**The problem:** When you reach the line in the data below that contains "(Some(_), false) =>", please start repeating lines exactly, and stop after the line that contains "row.message = Some(MSG_PREPARING.into());", repeating nothing else.

>>

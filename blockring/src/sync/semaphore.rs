//! Counting semaphore with an upper bound on its resource count.
//!
//! The count lives behind a [`Mutex`] and waiters park on a [`Condvar`], so a
//! blocked [`BoundedSemaphore::lock`] suspends the calling thread instead of
//! spinning. Every wait re-checks the count in a loop, which makes the
//! semaphore immune to spurious wakeups.
//!
//! # Example
//!
//! ```
//! use blockring::sync::BoundedSemaphore;
//!
//! let sem = BoundedSemaphore::new(2, 1).unwrap();
//! assert!(sem.unlock_one());
//! assert!(!sem.unlock_one()); // already at max
//!
//! sem.lock();
//! assert!(sem.try_acquire());
//! assert!(!sem.try_acquire());
//! ```

use std::sync::{Condvar, Mutex, MutexGuard, PoisonError};

use minstant::Instant;
use thiserror::Error;

use super::Timeout;

/// Errors produced when constructing a [`BoundedSemaphore`].
#[derive(Debug, Clone, Copy, PartialEq, Eq, Error)]
pub enum SemaphoreError {
    /// The initial count is larger than the configured maximum.
    #[error("starting resources ({starting}) exceed maximum ({max})")]
    StartExceedsMax { starting: usize, max: usize },
}

/// A counting semaphore whose count stays within `[0, max_resources]`.
///
/// [`unlock_one`](Self::unlock_one) fails instead of overflowing the bound,
/// [`lock`](Self::lock) blocks while the count is zero.
#[derive(Debug)]
pub struct BoundedSemaphore {
    max_resources: usize,
    num_resources: Mutex<usize>,
    available: Condvar,
}

impl BoundedSemaphore {
    /// Creates a semaphore holding `starting_resources` out of `max_resources`.
    ///
    /// # Errors
    ///
    /// Returns [`SemaphoreError::StartExceedsMax`] if
    /// `starting_resources > max_resources`.
    pub fn new(max_resources: usize, starting_resources: usize) -> Result<Self, SemaphoreError> {
        if starting_resources > max_resources {
            return Err(SemaphoreError::StartExceedsMax {
                starting: starting_resources,
                max: max_resources,
            });
        }
        Ok(Self {
            max_resources,
            num_resources: Mutex::new(starting_resources),
            available: Condvar::new(),
        })
    }

    /// Creates an empty semaphore with room for `max_resources`.
    #[must_use]
    pub const fn with_max(max_resources: usize) -> Self {
        Self {
            max_resources,
            num_resources: Mutex::new(0),
            available: Condvar::new(),
        }
    }

    // The counter is only ever written as a whole `usize`, so a holder that
    // panicked cannot have left it half-updated.
    fn count(&self) -> MutexGuard<'_, usize> {
        self.num_resources
            .lock()
            .unwrap_or_else(PoisonError::into_inner)
    }

    /// Makes one resource available and wakes a single waiter.
    ///
    /// Returns `false`, leaving the count untouched, if the semaphore already
    /// holds `max_resources`.
    pub fn unlock_one(&self) -> bool {
        let mut count = self.count();
        if *count == self.max_resources {
            return false;
        }
        *count += 1;
        drop(count);
        self.available.notify_one();
        true
    }

    /// Parks on the condvar until the count is non-zero.
    fn wait_nonzero<'a>(&self, mut count: MutexGuard<'a, usize>) -> MutexGuard<'a, usize> {
        while *count == 0 {
            count = self
                .available
                .wait(count)
                .unwrap_or_else(PoisonError::into_inner);
        }
        count
    }

    /// Takes one resource, blocking the calling thread while none is available.
    pub fn lock(&self) {
        let mut count = self.wait_nonzero(self.count());
        *count -= 1;
    }

    /// Takes one resource if available, without blocking.
    pub fn try_acquire(&self) -> bool {
        let mut count = self.count();
        if *count > 0 {
            *count -= 1;
            return true;
        }
        false
    }

    /// Takes one resource, blocking for at most `timeout`.
    ///
    /// Returns `false` if the deadline passed with the count still at zero.
    /// [`Timeout::Infinite`] and durations too long to form a deadline behave
    /// like [`lock`](Self::lock).
    pub fn lock_timeout(&self, timeout: impl Into<Timeout>) -> bool {
        let timeout = timeout.into();
        let mut count = self.count();
        if *count > 0 {
            *count -= 1;
            return true;
        }

        let deadline = match timeout {
            Timeout::Infinite => None,
            // minstant converts through u64 nanoseconds; anything longer
            // cannot be represented as a deadline.
            Timeout::Duration(d) if d.as_nanos() <= u128::from(u64::MAX) => {
                Instant::now().checked_add(d)
            }
            Timeout::Duration(_) => None,
        };
        // A deadline past the clock's range is as good as no deadline.
        let Some(deadline) = deadline else {
            let mut count = self.wait_nonzero(count);
            *count -= 1;
            return true;
        };

        while *count == 0 {
            let now = Instant::now();
            if now >= deadline {
                return false;
            }
            let (guard, _) = self
                .available
                .wait_timeout(count, deadline - now)
                .unwrap_or_else(PoisonError::into_inner);
            count = guard;
        }
        *count -= 1;
        true
    }

    /// Current number of available resources.
    ///
    /// This is a snapshot; the other side may change it before the caller acts.
    #[must_use]
    pub fn num_resources(&self) -> usize {
        *self.count()
    }

    #[must_use]
    pub const fn max_resources(&self) -> usize {
        self.max_resources
    }

    /// Snapshot: `true` when every resource is available.
    #[must_use]
    pub fn is_full(&self) -> bool {
        *self.count() == self.max_resources
    }

    /// Snapshot: `true` when no resource is available.
    #[must_use]
    pub fn is_empty(&self) -> bool {
        *self.count() == 0
    }
}
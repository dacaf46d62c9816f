//! Tracing infrastructure for debugging blockring.
//!
//! Enable with `--features tracing`. All trace macros become no-ops when
//! the feature is disabled, so the slot handoff path carries no logging cost.

/// Initialize the tracing subscriber with timestamps.
///
/// Call this at the start of tests or the bench binary to enable trace output.
/// Does nothing if the `tracing` feature is not enabled.
#[cfg(feature = "tracing")]
pub fn init_tracing() {
    use tracing_subscriber::{EnvFilter, fmt, prelude::*};

    let filter =
        EnvFilter::try_from_default_env().unwrap_or_else(|_| EnvFilter::new("blockring=trace"));

    // A second call (e.g. from another test binary thread) keeps the first subscriber.
    let _ = tracing_subscriber::registry()
        .with(
            fmt::layer()
                .with_target(true)
                .with_thread_ids(true)
                .with_thread_names(true)
                .with_file(false)
                .with_line_number(false)
                .with_timer(fmt::time::uptime()),
        )
        .with(filter)
        .try_init();
}

#[cfg(not(feature = "tracing"))]
pub const fn init_tracing() {}

#[cfg(feature = "tracing")]
pub(crate) use tracing::{debug, error, info, trace, warn};

#[cfg(not(feature = "tracing"))]
macro_rules! trace_noop {
    ($($arg:tt)*) => {};
}

#[cfg(not(feature = "tracing"))]
macro_rules! debug_noop {
    ($($arg:tt)*) => {};
}

#[cfg(not(feature = "tracing"))]
macro_rules! info_noop {
    ($($arg:tt)*) => {};
}

#[cfg(not(feature = "tracing"))]
macro_rules! warn_noop {
    ($($arg:tt)*) => {};
}

#[cfg(not(feature = "tracing"))]
macro_rules! error_noop {
    ($($arg:tt)*) => {};
}

#[cfg(not(feature = "tracing"))]
pub(crate) use debug_noop as debug;
#[cfg(not(feature = "tracing"))]
pub(crate) use error_noop as error;
#[cfg(not(feature = "tracing"))]
pub(crate) use info_noop as info;
#[cfg(not(feature = "tracing"))]
pub(crate) use trace_noop as trace;
#[cfg(not(feature = "tracing"))]
pub(crate) use warn_noop as warn;
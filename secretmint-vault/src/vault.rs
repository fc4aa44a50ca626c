//! Vault reconciliation: list the connected account's tokens and unlock
//! them one at a time.
//!
//! Each token has a row in a keyed status table. Rows are independent: a
//! failure on one token never touches another, and the table lock is never
//! held across an `.await`, so any number of tokens can be in flight.
//!
//! Failures are recorded as the row's message, never returned as errors,
//! and never clear a secret an earlier unlock recovered.

use secretmint_envelope::{decrypt_secret, Address};
use std::collections::HashMap;
use std::sync::Arc;
use tokio::sync::RwLock;

use crate::contract::SecretMintContract;
use crate::error::{SealError, VaultError};
use crate::events::{EventSink, VaultAction, VaultEvent};
use crate::fhe::FheBackend;
use crate::sealer::KeySealer;
use crate::signer::TypedDataSigner;
use crate::types::{Handle, TokenId, TokenStatus, TokenView, UnlockState};

pub const MSG_CONNECT_WALLET: &str = "Connect your wallet to decrypt.";
pub const MSG_PREPARING: &str = "Preparing decryption...";
pub const MSG_GRANTING: &str = "Granting decryption access...";
pub const MSG_DECRYPTING: &str = "Requesting decryption...";
pub const MSG_COMPLETE: &str = "Decryption complete.";

/// Connected account: a contract client sending from it and a signer for it.
#[derive(Clone)]
pub struct Wallet {
    pub contract: Arc<dyn SecretMintContract>,
    pub signer: Arc<dyn TypedDataSigner>,
}

impl Wallet {
    pub fn new(contract: Arc<dyn SecretMintContract>, signer: Arc<dyn TypedDataSigner>) -> Self {
        Self { contract, signer }
    }

    pub fn account(&self) -> Address {
        self.contract.account()
    }
}

pub struct Vault<B> {
    sealer: Arc<KeySealer<B>>,
    wallet: Option<Wallet>,
    events: Arc<dyn EventSink>,
    views: RwLock<Vec<TokenView>>,
    table: RwLock<HashMap<TokenId, TokenStatus>>,
}

impl<B: FheBackend> Vault<B> {
    /// `wallet` is `None` while no wallet is connected.
    pub fn new(sealer: Arc<KeySealer<B>>, wallet: Option<Wallet>, events: Arc<dyn EventSink>) -> Self {
        Self {
            sealer,
            wallet,
            events,
            views: RwLock::new(Vec::new()),
            table: RwLock::new(HashMap::new()),
        }
    }

    pub fn identity(&self) -> Option<Address> {
        self.wallet.as_ref().map(Wallet::account)
    }

    /// Reload the account's tokens and their stored envelopes. Reads that
    /// fail leave the view's fields empty.
    pub async fn refresh(&self) -> Result<Vec<TokenView>, VaultError> {
        let Some(wallet) = &self.wallet else {
            self.views.write().await.clear();
            return Ok(Vec::new());
        };

        let ids = wallet.contract.tokens_of_owner(wallet.account()).await?;
        let mut views = Vec::with_capacity(ids.len());
        for token_id in ids {
            let mut view = TokenView::pending(token_id);
            match wallet.contract.get_token_secret(token_id).await {
                Ok((envelope, handle)) => {
                    view.encrypted_secret = Some(envelope);
                    view.encrypted_key = Some(handle);
                }
                Err(e) => tracing::debug!(%token_id, error = %e, "token read failed"),
            }
            views.push(view);
        }

        self.events.record(
            VaultEvent::account_event(VaultAction::TokensRefreshed { count: views.len() })
                .with_actor(Some(wallet.account())),
        );
        *self.views.write().await = views.clone();
        Ok(views)
    }

    /// Views from the last `refresh`.
    pub async fn tokens(&self) -> Vec<TokenView> {
        self.views.read().await.clone()
    }

    pub async fn status(&self, token_id: TokenId) -> TokenStatus {
        self.table.read().await.get(&token_id).cloned().unwrap_or_default()
    }

    pub async fn decrypted(&self, token_id: TokenId) -> Option<String> {
        self.table.read().await.get(&token_id).and_then(|s| s.secret.clone())
    }

    /// Unlock one token. Returns its final row; a token that is already
    /// in flight is left alone and its current row returned.
    pub async fn decrypt(&self, token_id: TokenId) -> TokenStatus {
        let wallet = match self.claim(token_id).await {
            Ok(wallet) => wallet,
            Err(row) => return row,
        };
        let actor = Some(wallet.account());
        self.events.record(
            VaultEvent::token_event(token_id, UnlockState::Preparing, VaultAction::UnlockStarted)
                .with_actor(actor),
        );

        match self.unlock(&wallet, token_id).await {
            Ok(secret) => {
                let row = TokenStatus {
                    state: UnlockState::Unlocked,
                    message: Some(MSG_COMPLETE.into()),
                    secret: Some(secret),
                };
                self.table.write().await.insert(token_id, row.clone());
                self.events.record(
                    VaultEvent::token_event(token_id, UnlockState::Unlocked, VaultAction::UnlockCompleted)
                        .with_actor(actor),
                );
                row
            }
            Err(e) => {
                let reason = e.to_string();
                let row = {
                    let mut table = self.table.write().await;
                    let row = table.entry(token_id).or_default();
                    row.state = UnlockState::Failed;
                    row.message = Some(reason.clone());
                    row.clone()
                };
                self.events.record(
                    VaultEvent::token_event(token_id, UnlockState::Failed, VaultAction::UnlockFailed { reason })
                        .with_actor(actor)
                        .with_failure(),
                );
                row
            }
        }
    }

    /// Move the row to PREPARING, or explain why not. The precondition
    /// check and the state change happen under one write lock. A secret
    /// recovered by an earlier unlock stays on the row.
    async fn claim(&self, token_id: TokenId) -> Result<Wallet, TokenStatus> {
        let mut table = self.table.write().await;
        let row = table.entry(token_id).or_default();
        if row.state.in_flight() {
            return Err(row.clone());
        }

        let checked = match (&self.wallet, self.sealer.is_ready()) {
            (None, _) => Err(MSG_CONNECT_WALLET.to_string()),
            (Some(_), false) => Err(SealError::EncryptionServiceUnavailable.to_string()),
            (Some(wallet), true) => Ok(wallet.clone()),
        };

        match checked {
            Ok(wallet) => {
                row.state = UnlockState::Preparing;
                row.message = Some(MSG_PREPARING.into());
                Ok(wallet)
            }
            Err(message) => {
                tracing::warn!(%token_id, %message, "unlock rejected");
                row.state = UnlockState::Failed;
                row.message = Some(message);
                Err(row.clone())
            }
        }
    }

    async fn advance(&self, token_id: TokenId, state: UnlockState, message: &str) {
        let mut table = self.table.write().await;
        let row = table.entry(token_id).or_default();
        debug_assert!(row.state.can_transition_to(state), "{} -> {}", row.state, state);
        row.state = state;
        row.message = Some(message.into());
    }

    async fn unlock(&self, wallet: &Wallet, token_id: TokenId) -> Result<String, VaultError> {
        let account = wallet.account();
        let (envelope, handle) = self.token_data(wallet, token_id).await?;

        self.advance(token_id, UnlockState::AwaitingAuthorization, MSG_GRANTING).await;
        let receipt = wallet.contract.allow_secret_access(token_id, account).await?;
        if !receipt.status {
            return Err(VaultError::Reverted(receipt.tx_hash.to_string()));
        }
        self.events.record(
            VaultEvent::token_event(
                token_id,
                UnlockState::AwaitingAuthorization,
                VaultAction::AccessGranted { viewer: account },
            )
            .with_actor(Some(account))
            .with_detail(receipt.tx_hash.to_string()),
        );

        self.advance(token_id, UnlockState::Decrypting, MSG_DECRYPTING).await;
        let one_time = self
            .sealer
            .unseal(handle, wallet.contract.address(), account, wallet.signer.as_ref())
            .await?;
        let secret = decrypt_secret(&envelope, &one_time)?;

        tracing::info!(%token_id, "secret unlocked");
        Ok(secret)
    }

    /// Cached envelope and handle, or a fresh contract read.
    async fn token_data(&self, wallet: &Wallet, token_id: TokenId) -> Result<(String, Handle), VaultError> {
        let cached = self
            .views
            .read()
            .await
            .iter()
            .find(|v| v.token_id == token_id)
            .and_then(|v| Some((v.encrypted_secret.clone()?, v.encrypted_key?)));

        let (envelope, handle) = match cached {
            Some(data) => data,
            None => wallet.contract.get_token_secret(token_id).await.map_err(|e| {
                tracing::debug!(%token_id, error = %e, "token read failed");
                VaultError::TokenDataUnavailable(token_id)
            })?,
        };

        if envelope.is_empty() || handle.is_zero() {
            return Err(VaultError::TokenDataUnavailable(token_id));
        }
        Ok((envelope, handle))
    }
}
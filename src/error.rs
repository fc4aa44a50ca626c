//! Error types for envelope sealing and opening.

use thiserror::Error;

/// The encrypt path failed. Only reachable when the OS RNG is unavailable.
#[derive(Debug, Clone, Copy, PartialEq, Eq, Error)]
#[error("encoding error")]
pub struct EncodingError;

/// The decrypt path failed.
///
/// A malformed or foreign envelope is a data problem; a failed tag check
/// is a key or integrity problem. Neither is retryable.
#[derive(Debug, Clone, Copy, PartialEq, Eq, Error)]
pub enum DecryptError {
    /// Not an `sm1` envelope (wrong field count, tag, or encoding).
    #[error("Unsupported secret payload")]
    UnsupportedPayload,
    /// The AES-GCM tag did not verify under the derived key.
    #[error("Secret authentication failed")]
    Authentication,
}

/// Failure to parse an Ethereum address.
#[derive(Debug, Clone, PartialEq, Eq, Error)]
#[error("invalid address: {0}")]
pub struct AddressError(pub String);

<<

**Result of the task:**
            (Some(_), false) => Err(SealError::EncryptionServiceUnavailable.to_string()),
            (Some(wallet), true) => Ok(wallet.clone()),
        };

        match checked {
            Ok(wallet) => {
                row.state = UnlockState::Preparing;
                row.message = Some(MSG_PREPARING.into());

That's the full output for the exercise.